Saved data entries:
:::::
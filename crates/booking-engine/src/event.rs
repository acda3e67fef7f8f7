//! Busy-calendar event types and working-timezone normalization.
//!
//! Short-stay feeds mix stamp formats freely: date-only values for whole-day
//! reservations, floating local timestamps, and fully zoned instants. All
//! calendar math in this crate happens after normalizing to one fixed
//! working timezone.

use std::collections::BTreeSet;

use chrono::{DateTime, Duration, LocalResult, NaiveDate, NaiveDateTime, NaiveTime, TimeZone, Utc};
use chrono_tz::Tz;
use serde::{Deserialize, Serialize};

/// The fixed working timezone all reconciliation happens in.
pub const HOST_TZ: Tz = Tz::America__Argentina__Buenos_Aires;

/// A calendar timestamp as feeds actually deliver them.
#[derive(Debug, Clone, Copy, PartialEq, Serialize, Deserialize)]
#[serde(untagged)]
pub enum EventStamp {
    /// RFC 3339 instant with an offset ("2026-02-02T14:00:00Z").
    Zoned(DateTime<Utc>),
    /// Floating local timestamp, interpreted in the working timezone.
    Floating(NaiveDateTime),
    /// Date-only value, treated as midnight in the working timezone.
    Date(NaiveDate),
}

impl EventStamp {
    /// Normalize to a timezone-aware instant in `tz`.
    pub fn to_zoned(self, tz: Tz) -> DateTime<Tz> {
        match self {
            EventStamp::Zoned(dt) => dt.with_timezone(&tz),
            EventStamp::Floating(ndt) => localize(tz, ndt),
            EventStamp::Date(d) => localize(tz, d.and_time(NaiveTime::MIN)),
        }
    }
}

/// Resolve a naive local time in `tz`, tolerating DST folds and gaps.
fn localize(tz: Tz, ndt: NaiveDateTime) -> DateTime<Tz> {
    match tz.from_local_datetime(&ndt) {
        LocalResult::Single(dt) => dt,
        LocalResult::Ambiguous(earliest, _) => earliest,
        // Spring-forward gap: the wall time does not exist, take the first
        // valid instant an hour later.
        LocalResult::None => tz
            .from_local_datetime(&(ndt + Duration::hours(1)))
            .earliest()
            .unwrap_or_else(|| tz.from_utc_datetime(&ndt)),
    }
}

/// One busy occurrence from a calendar feed, recurrences already expanded.
///
/// A missing `end` means the feed omitted the checkout stamp; the
/// reconciler assigns the default one-night duration. Ephemeral —
/// recomputed on every query, never persisted here.
#[derive(Debug, Clone, PartialEq, Serialize, Deserialize)]
pub struct BusyEvent {
    #[serde(default = "default_summary")]
    pub summary: String,
    pub start: EventStamp,
    #[serde(default)]
    pub end: Option<EventStamp>,
}

fn default_summary() -> String {
    "Reserva".to_string()
}

impl BusyEvent {
    pub fn new(summary: impl Into<String>, start: EventStamp, end: Option<EventStamp>) -> Self {
        BusyEvent {
            summary: summary.into(),
            start,
            end,
        }
    }
}

/// A maximal run of overlapping-or-touching busy events.
///
/// Produced sorted by start and pairwise disjoint.
#[derive(Debug, Clone, PartialEq, Serialize)]
pub struct MergedInterval {
    pub start: DateTime<Tz>,
    pub end: DateTime<Tz>,
    /// Summaries of every contributing event, deduplicated.
    pub labels: BTreeSet<String>,
}

impl MergedInterval {
    /// Display label joining all contributing summaries.
    pub fn label(&self) -> String {
        self.labels
            .iter()
            .map(String::as_str)
            .collect::<Vec<_>>()
            .join(" | ")
    }

    /// Whole nights spanned, by calendar date in the working timezone.
    pub fn nights(&self) -> i64 {
        (self.end.date_naive() - self.start.date_naive()).num_days()
    }
}
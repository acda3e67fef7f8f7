//! Tests for RRULE expansion of recurring feed entries.

use booking_engine::error::CalendarError;
use booking_engine::expand_recurrence;
use chrono::{DateTime, Duration, TimeZone, Utc};

const BA: &str = "America/Argentina/Buenos_Aires";

fn utc(y: i32, m: u32, d: u32, h: u32) -> DateTime<Utc> {
    Utc.with_ymd_and_hms(y, m, d, h, 0, 0).single().expect("valid instant")
}

#[test]
fn weekly_rule_with_count() {
    // 2026-01-05 is a Monday; Buenos Aires is UTC-3.
    let occurrences = expand_recurrence(
        "FREQ=WEEKLY;BYDAY=MO",
        "2026-01-05T00:00:00",
        1,
        BA,
        None,
        Some(4),
        &[],
    )
    .expect("rule must expand");

    assert_eq!(occurrences.len(), 4);
    assert_eq!(occurrences[0].0, utc(2026, 1, 5, 3));
    assert_eq!(occurrences[0].1, utc(2026, 1, 6, 3));
    for window in occurrences.windows(2) {
        assert_eq!(window[1].0 - window[0].0, Duration::days(7));
    }
}

#[test]
fn exdate_removes_cancelled_occurrence() {
    let occurrences = expand_recurrence(
        "FREQ=WEEKLY;BYDAY=MO;COUNT=4",
        "2026-01-05T00:00:00",
        1,
        BA,
        None,
        None,
        &["2026-01-12T00:00:00".to_string()],
    )
    .expect("rule must expand");

    assert_eq!(occurrences.len(), 3);
    assert!(!occurrences.iter().any(|(start, _)| *start == utc(2026, 1, 12, 3)));
}

#[test]
fn until_bounds_daily_rule() {
    let occurrences = expand_recurrence(
        "FREQ=DAILY",
        "2026-01-05T00:00:00",
        1,
        "UTC",
        Some("2026-01-08T00:00:00"),
        None,
        &[],
    )
    .expect("rule must expand");

    // UNTIL is inclusive: Jan 5 through Jan 8.
    assert_eq!(occurrences.len(), 4);
    assert_eq!(occurrences[0].0, utc(2026, 1, 5, 0));
    assert_eq!(occurrences[3].0, utc(2026, 1, 8, 0));
}

#[test]
fn multi_night_occurrences() {
    let occurrences = expand_recurrence(
        "FREQ=MONTHLY;BYMONTHDAY=1",
        "2026-01-01T00:00:00",
        3,
        "UTC",
        None,
        Some(2),
        &[],
    )
    .expect("rule must expand");

    assert_eq!(occurrences.len(), 2);
    for (start, end) in &occurrences {
        assert_eq!(*end - *start, Duration::days(3));
    }
}

#[test]
fn empty_rule_is_invalid() {
    let err = expand_recurrence("", "2026-01-05T00:00:00", 1, BA, None, None, &[])
        .expect_err("empty rule must fail");
    assert!(matches!(err, CalendarError::InvalidRule(_)));
}

#[test]
fn unknown_timezone_is_invalid() {
    let err = expand_recurrence(
        "FREQ=DAILY",
        "2026-01-05T00:00:00",
        1,
        "America/Nowhere",
        None,
        Some(1),
        &[],
    )
    .expect_err("bad timezone must fail");
    assert!(matches!(err, CalendarError::InvalidTimezone(_)));
}

#[test]
fn zero_count_short_circuits() {
    let occurrences = expand_recurrence(
        "FREQ=DAILY",
        "2026-01-05T00:00:00",
        1,
        BA,
        None,
        Some(0),
        &[],
    )
    .expect("zero count is not an error");
    assert!(occurrences.is_empty());
}
//! `hostal` CLI — analyze guest messages, verify availability, and produce
//! validated replies from the command line.
//!
//! ## Usage
//!
//! ```sh
//! # Extract dates and intents from a message
//! hostal analyze "esta disponible del 2/2 al 5/2? hay wifi?" --today 2026-01-05
//!
//! # Verify the requested range against a property calendar feed
//! hostal check "del 10 al 15 de enero" --property RECOLETA-PATIO \
//!     --calendar feed.json --today 2026-01-05
//!
//! # Full pipeline: retrieval, draft, consistency validation
//! hostal respond -i message.txt --property RECOLETA-PATIO \
//!     --calendar feed.json --kb kb.json --today 2026-01-05
//! ```
//!
//! All subcommands take the message as a positional argument, via
//! `-i/--input`, or on stdin, and print JSON to stdout. Logging goes to
//! stderr, filtered by `RUST_LOG`.

mod collab;

use std::io::{self, Read};

use anyhow::{Context, Result};
use chrono::{Local, NaiveDate};
use clap::{Parser, Subcommand};
use serde_json::json;
use tracing_subscriber::EnvFilter;

use booking_engine::{evaluate, respond, CalendarSource, JsonFeed, VerifiedFact};
use guest_intake::{classify_intents, parse_date_ranges};

use crate::collab::{FileKb, TemplateGenerator};

#[derive(Parser)]
#[command(
    name = "hostal",
    version,
    about = "Guest-message assistant: Spanish date/intent analysis and verified availability"
)]
struct Cli {
    #[command(subcommand)]
    command: Commands,
}

#[derive(Subcommand)]
enum Commands {
    /// Extract date ranges and intent labels from a message
    Analyze {
        /// Message text (falls back to --input, then stdin)
        message: Option<String>,
        /// Read the message from a file
        #[arg(short, long)]
        input: Option<String>,
        /// Reference date (YYYY-MM-DD, defaults to the current date)
        #[arg(long)]
        today: Option<NaiveDate>,
    },
    /// Verify the message's requested range against a calendar feed
    Check {
        /// Message text (falls back to --input, then stdin)
        message: Option<String>,
        /// Read the message from a file
        #[arg(short, long)]
        input: Option<String>,
        /// Reference date (YYYY-MM-DD, defaults to the current date)
        #[arg(long)]
        today: Option<NaiveDate>,
        /// Property identifier
        #[arg(short, long)]
        property: Option<String>,
        /// Path to the property's JSON calendar feed
        #[arg(short, long)]
        calendar: Option<String>,
    },
    /// Run the full pipeline and print the validated reply
    Respond {
        /// Message text (falls back to --input, then stdin)
        message: Option<String>,
        /// Read the message from a file
        #[arg(short, long)]
        input: Option<String>,
        /// Reference date (YYYY-MM-DD, defaults to the current date)
        #[arg(long)]
        today: Option<NaiveDate>,
        /// Property identifier
        #[arg(short, long)]
        property: Option<String>,
        /// Path to the property's JSON calendar feed
        #[arg(short, long)]
        calendar: Option<String>,
        /// Path to a JSON knowledge-base snippet file
        #[arg(long)]
        kb: Option<String>,
        /// Signature closing every reply
        #[arg(long, default_value = "Equipo de Atencion")]
        signature: String,
    },
}

fn main() -> Result<()> {
    tracing_subscriber::fmt()
        .with_env_filter(EnvFilter::from_default_env())
        .with_writer(io::stderr)
        .init();

    let cli = Cli::parse();

    match cli.command {
        Commands::Analyze {
            message,
            input,
            today,
        } => {
            let text = read_message(message, input.as_deref())?;
            let today = reference_date(today);
            let dates = parse_date_ranges(&text, today);
            let has_dates = !dates.is_empty();
            let intents = classify_intents(&text, has_dates);
            print_json(&json!({
                "dates": dates,
                "has_dates": has_dates,
                "intents": intents,
            }))
        }
        Commands::Check {
            message,
            input,
            today,
            property,
            calendar,
        } => {
            let text = read_message(message, input.as_deref())?;
            let today = reference_date(today);
            let feed = calendar.map(JsonFeed::new);
            let source = feed.as_ref().map(|f| f as &dyn CalendarSource);
            match evaluate(&text, property.as_deref(), source, today) {
                Ok(verdict) => {
                    let fact = VerifiedFact::from_verdict(&verdict);
                    print_json(&json!({
                        "verdict": verdict,
                        "fact": fact.map(|f| f.to_string()),
                    }))
                }
                Err(rejection) => print_json(&json!({
                    "rejected": rejection,
                    "message": rejection.to_string(),
                })),
            }
        }
        Commands::Respond {
            message,
            input,
            today,
            property,
            calendar,
            kb,
            signature,
        } => {
            let text = read_message(message, input.as_deref())?;
            let today = reference_date(today);
            let feed = calendar.map(JsonFeed::new);
            let source = feed.as_ref().map(|f| f as &dyn CalendarSource);
            let retriever = match kb {
                Some(path) => FileKb::load(&path)?,
                None => FileKb::empty(),
            };
            let reply = respond(
                &text,
                property.as_deref(),
                source,
                &retriever,
                &TemplateGenerator,
                today,
                &signature,
            );
            print_json(&reply)
        }
    }
}

/// Message from the positional argument, a file, or stdin — in that order.
fn read_message(message: Option<String>, input: Option<&str>) -> Result<String> {
    if let Some(text) = message {
        return Ok(text);
    }
    match input {
        Some(path) => std::fs::read_to_string(path)
            .with_context(|| format!("Failed to read file: {path}")),
        None => {
            let mut buf = String::new();
            io::stdin()
                .read_to_string(&mut buf)
                .context("Failed to read from stdin")?;
            Ok(buf)
        }
    }
}

fn reference_date(today: Option<NaiveDate>) -> NaiveDate {
    today.unwrap_or_else(|| Local::now().date_naive())
}

fn print_json<T: serde::Serialize>(value: &T) -> Result<()> {
    let pretty = serde_json::to_string_pretty(value)?;
    println!("{pretty}");
    Ok(())
}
:::::
## What you will do
Filter the data above, keeping only lines that include the string "stdin".

## Reply
//! `-i/--input`, or on stdin, and print JSON to stdout. Logging goes to
        /// Message text (falls back to --input, then stdin)
        /// Message text (falls back to --input, then stdin)
        /// Message text (falls back to --input, then stdin)
/// Message from the positional argument, a file, or stdin — in that order.
            io::stdin()
                .context("Failed to read from stdin")?;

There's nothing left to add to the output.